There is clearly an argument between the bus driver and the officers.

An officer comes back and starts talking to the passengers. He asks them for ID, saying “there was an accident so this is what I gotta do.” For our children he collects full names and dates of birth. Once finished collecting IDs, he leaves the bus with all of our IDs, with no word on when he’ll be back or what is going on.

We sit there.

A pair of passengers are asked whether they are going to a show, and when it starts. They are clearly frustrated, say yes that is where they were headed, but it started at 8:00, and it doesn’t matter now. No one else gets asked anything. We are not asked if anything is urgent.

After a while, the officer returns with our IDs and hands them out again.

He says that a police car will escort us off an exit to an Exxon station, where we will be transferred to a new bus in six minutes. After that, this bus will proceed to Port Authority.

Approximately two minutes after this, we’ve started moving slowly, behind a highway patrol car with its sirens flashing. I think to check my phone for the time. It says 8:23.

Several minutes later, we turn off of the highway and enter Secaucus, New Jersey.

Several minutes after that, we pass a bus going in the opposite direction. It says it is a New Jersey Transit Bus, headed to New York via Secaucus.

This does not seem like it bodes well.

At 8:35, we make it to the Exxon station. There is no second bus. We are given no new information on when to expect a second bus.

After several minutes of sitting there, the passengers who had missed their show, or at least the first half of it, ask to get out.

The bus driver refuses. She says she does not have the authority to open the bus door. We are not permitted to walk out into an Exxon gas station.

Another passenger says she has to go to the bathroom, which is not something the bus can accommodate.

The bus driver refuses in an angry tone.

The passenger reiterates that she has to go, clearly not knowing what to do about this, over the course of minutes, and makes a phone call.

My wife and I are fully ready to call a taxi and get us out of there, since we have no idea how long it will take to get a bus. This is one of those situations where waiting for longer makes the remaining expected wait longer rather than shorter. And I suspected that the bus we were supposed to get on was the bus we passed while heading to the gas station.

The problem is, we are being held prisoner on the bus.

I go up to talk to the driver, who again says she doesn’t have the authority to let us leave. That it’s up to the police. She says if it were up to her, she would have just driven to Port Authority, but the police won’t let her.

At other times, she’s been overheard saying the rightside mirror is busted and she can’t see anything there. I don’t know enough to judge whether this was true, or how much this impacts visibility or safety, or what was or wasn’t safe or wise in this situation – I can imagine it being mostly perfectly safe to proceed to Port Authority, or safe to do so with an escort ahead of us. I can also imagine it being unsafe, in which case a bus was unsafely driven to Port Authority, just without its passengers.
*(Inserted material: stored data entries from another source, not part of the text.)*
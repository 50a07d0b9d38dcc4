//! ExpenseRepository trait definition

use async_trait::async_trait;
use chrono::NaiveDate;
use expense_core::{Expense, ExpenseDraft, TaskError};

/// Error type for store operations
#[derive(Debug, Clone, PartialEq, thiserror::Error)]
pub enum StoreError {
    /// Update targeted a row that does not exist
    #[error("expense not found: {0}")]
    NotFound(i64),

    /// Database error
    #[error("database error: {0}")]
    Database(String),
}

impl From<StoreError> for TaskError {
    fn from(err: StoreError) -> Self {
        match err {
            StoreError::NotFound(id) => TaskError::not_found("Expense", id),
            StoreError::Database(message) => TaskError::DataAccess(message),
        }
    }
}

/// Persistence for expense rows
///
/// Every query is scoped by user id except `delete_by_id`, which callers
/// guard with an ownership check first.
#[async_trait]
pub trait ExpenseRepository: Send + Sync {
    /// All rows of a user, newest date first
    async fn find_by_user_ordered_by_date_desc(
        &self,
        user_id: i64,
    ) -> Result<Vec<Expense>, StoreError>;

    /// Rows of a user with `start <= date <= end`, newest date first
    async fn find_by_user_and_date_between(
        &self,
        user_id: i64,
        start: NaiveDate,
        end: NaiveDate,
    ) -> Result<Vec<Expense>, StoreError>;

    /// A row only if it belongs to `user_id`
    async fn find_by_id_and_user(
        &self,
        id: i64,
        user_id: i64,
    ) -> Result<Option<Expense>, StoreError>;

    /// Insert when `draft.id` is `None`, otherwise replace the existing row
    ///
    /// A replacement only matches a row owned by `draft.user_id`; any other
    /// row is reported as [`StoreError::NotFound`].
    async fn save(&self, draft: ExpenseDraft) -> Result<Expense, StoreError>;

    /// Save every draft or none of them
    async fn save_all(&self, drafts: Vec<ExpenseDraft>) -> Result<Vec<Expense>, StoreError>;

    /// `true` if a row was deleted
    async fn delete_by_id(&self, id: i64) -> Result<bool, StoreError>;

    /// Every user id that owns at least one row, ascending
    async fn find_distinct_user_ids(&self) -> Result<Vec<i64>, StoreError>;
}
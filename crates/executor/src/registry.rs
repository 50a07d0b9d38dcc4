//! The process-wide set of named pools

use std::collections::HashSet;

use serde::{Deserialize, Serialize};

use crate::config::{PoolConfigError, WorkerPoolConfig};
use crate::pool::{PoolStats, ShutdownReport, WorkerPool};

/// Configuration for the three pools
#[derive(Debug, Clone, PartialEq, Serialize, Deserialize)]
pub struct WorkerPoolsConfig {
    pub general: WorkerPoolConfig,
    pub heavy: WorkerPoolConfig,
    pub external: WorkerPoolConfig,
}

impl Default for WorkerPoolsConfig {
    fn default() -> Self {
        Self {
            general: WorkerPoolConfig::general(),
            heavy: WorkerPoolConfig::heavy(),
            external: WorkerPoolConfig::external(),
        }
    }
}

/// Registry of the general, heavy and external pools
///
/// Built once at startup and cloned into every component that dispatches work.
#[derive(Debug, Clone)]
pub struct WorkerPools {
    general: WorkerPool,
    heavy: WorkerPool,
    external: WorkerPool,
}

impl WorkerPools {
    pub fn new(config: WorkerPoolsConfig) -> Result<Self, PoolConfigError> {
        {
            let mut names = HashSet::new();
            for pool in [&config.general, &config.heavy, &config.external] {
                if !names.insert(pool.name.as_str()) {
                    return Err(PoolConfigError::DuplicateName(pool.name.clone()));
                }
            }
        }

        Ok(Self {
            general: WorkerPool::new(config.general)?,
            heavy: WorkerPool::new(config.heavy)?,
            external: WorkerPool::new(config.external)?,
        })
    }

    /// Simple reads and writes
    pub fn general(&self) -> &WorkerPool {
        &self.general
    }

    /// Report generation
    pub fn heavy(&self) -> &WorkerPool {
        &self.heavy
    }

    /// Outbound calls to remote collaborators
    pub fn external(&self) -> &WorkerPool {
        &self.external
    }

    pub fn iter(&self) -> impl Iterator<Item = &WorkerPool> {
        [&self.general, &self.heavy, &self.external].into_iter()
    }

    pub fn stats(&self) -> Vec<(String, PoolStats)> {
        self.iter()
            .map(|pool| (pool.name().to_string(), pool.stats()))
            .collect()
    }

    /// Drain and stop all pools concurrently
    pub async fn shutdown(&self) -> Vec<(String, ShutdownReport)> {
        let (general, heavy, external) = tokio::join!(
            self.general.shutdown(),
            self.heavy.shutdown(),
            self.external.shutdown()
        );

        vec![
            (self.general.name().to_string(), general),
            (self.heavy.name().to_string(), heavy),
            (self.external.name().to_string(), external),
        ]
    }
}

#[cfg(test)]
mod tests {
    use super::*;
    use crate::pool::WorkerPoolStatus;

    #[test]
    fn test_default_registry() {
        let pools = WorkerPools::new(WorkerPoolsConfig::default()).unwrap();
        assert_eq!(pools.general().name(), "general");
        assert_eq!(pools.heavy().name(), "heavy");
        assert_eq!(pools.external().name(), "external");
        assert_eq!(pools.heavy().config().max_concurrency, 10);
    }

    #[test]
    fn test_duplicate_names_rejected() {
        let mut config = WorkerPoolsConfig::default();
        config.heavy.name = "general".to_string();
        assert_eq!(
            WorkerPools::new(config).unwrap_err(),
            PoolConfigError::DuplicateName("general".into())
        );
    }

    #[tokio::test]
    async fn test_shutdown_stops_every_pool() {
        let pools = WorkerPools::new(WorkerPoolsConfig::default()).unwrap();
        let result = pools.heavy().submit(|| async { Ok(1) }).await;
        assert_eq!(result.wait().await, Ok(1));

        let reports = pools.shutdown().await;
        assert_eq!(reports.len(), 3);
        assert!(reports.iter().all(|(_, report)| report.drained));
        assert!(pools
            .iter()
            .all(|pool| pool.status() == WorkerPoolStatus::Stopped));
    }
}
The driver says the new bus will be here in five minutes. This is the least credible five minutes. I check my phone for posterity, noting it is 8:41.

The good news is that between various passengers making more noise and moving around, time passing, and what I suspect was at least one call to 911, the door opens and we are permitted to walk out of the bus. Which we do as quickly as possible before minds are changed and the prison doors close again.

We then order a taxi to New York. We leave in that taxi at 8:53, as we also witness another bus pull up. I hope the other passengers got on their way within a few minutes of that. We weren’t about to stick around to find out. Around 9:10, we make it into the city, and get home around 9:35.

Nothing terrible happened to us. We lost about 90 minutes being forcibly detained, our kids got to bed super late, and we were out money for both the bus and the cab. Thanks to the street closing, I’m guessing a few thousand people experienced substantial delays, but it’s hard to get a good handle on how many people, or how big a delay.